In using the described equipment to produce a borehole, it should be apparent that significant amounts of heat and drilling cuttings are produced. Both are removed by a drilling fluid often called "mud". The mud enters the hollow drill string at the surface, proceeds down through the drill pipe and drill collar sections, and finally exits the drill string through specially provided nozzles in the drill bit. As the mud leaves the drill string, it cools the drill bit and picks up whatever cuttings may be present. Some drill bit designs also rely upon the potentially significant hydraulic force of the mud exiting the bit nozzles to add to the overall drilling effect. In either case, the mud proceeds up the annular space found between the drill string and the borehole wall to the surface. The mud is then screened, reconstituted, and recycled to the drill string.
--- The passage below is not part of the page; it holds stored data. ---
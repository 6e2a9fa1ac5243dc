//! CPU-only wake lock.
//!
//! Platform implementations:
//! - Desktop: no-op lock (desktop hosts do not suspend a running capture)
//! - Android: `PowerManager.PARTIAL_WAKE_LOCK`, acquired without a timeout

use std::fmt;

#[derive(Debug)]
pub enum PowerError {
    /// Could not obtain or acquire the lock
    Acquire(String),
    Release(String),
}

impl fmt::Display for PowerError {
    fn fmt(&self, f: &mut fmt::Formatter<'_>) -> fmt::Result {
        match self {
            Self::Acquire(msg) => write!(f, "Failed to acquire wake lock: {}", msg),
            Self::Release(msg) => write!(f, "Failed to release wake lock: {}", msg),
        }
    }
}

impl std::error::Error for PowerError {}

impl From<PowerError> for String {
    fn from(err: PowerError) -> Self {
        err.to_string()
    }
}

pub trait PowerManager: Send + Sync {
    /// Acquire a non-expiring partial wake lock
    fn acquire_partial(&self, tag: &str) -> Result<Box<dyn HeldWakeLock>, PowerError>;
}

/// A held wake lock; releasing consumes it
pub trait HeldWakeLock: Send {
    fn release(self: Box<Self>) -> Result<(), PowerError>;
}

#[cfg(not(target_os = "android"))]
mod desktop;

#[cfg(not(target_os = "android"))]
pub use desktop::DesktopPower as PlatformPower;

#[cfg(target_os = "android")]
mod android;

#[cfg(target_os = "android")]
pub use android::AndroidPower as PlatformPower;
Drilling mud can serve a number of other important functions as it cycles through the well. For instance, it may be used to control relatively low or relatively high subsurface pressures. Drilling a well to any significant depth often requires the bit to penetrate rock and sand strata of widely varying composition. Certain depleted Gulf Coast gas sands have localized or formation pressures that are so low and porosities that are so high that a sizeable portion of the drilling mud disappears into these strata rather than returning to the surface. The addition of certain clays, such as bentonite, to the drilling mud will often remedy the situation. Bentonite is a clay which, when included in the drilling mud using proper techniques, forms a dispersed mixture of flat platey particles. These particles form a thin and relatively impermeable filter cake on the borehole wall in the region of the offending "thief" stratum. The filter cake substantially prevents further loss of mud into the stratum and allows circulation of the mud to resume.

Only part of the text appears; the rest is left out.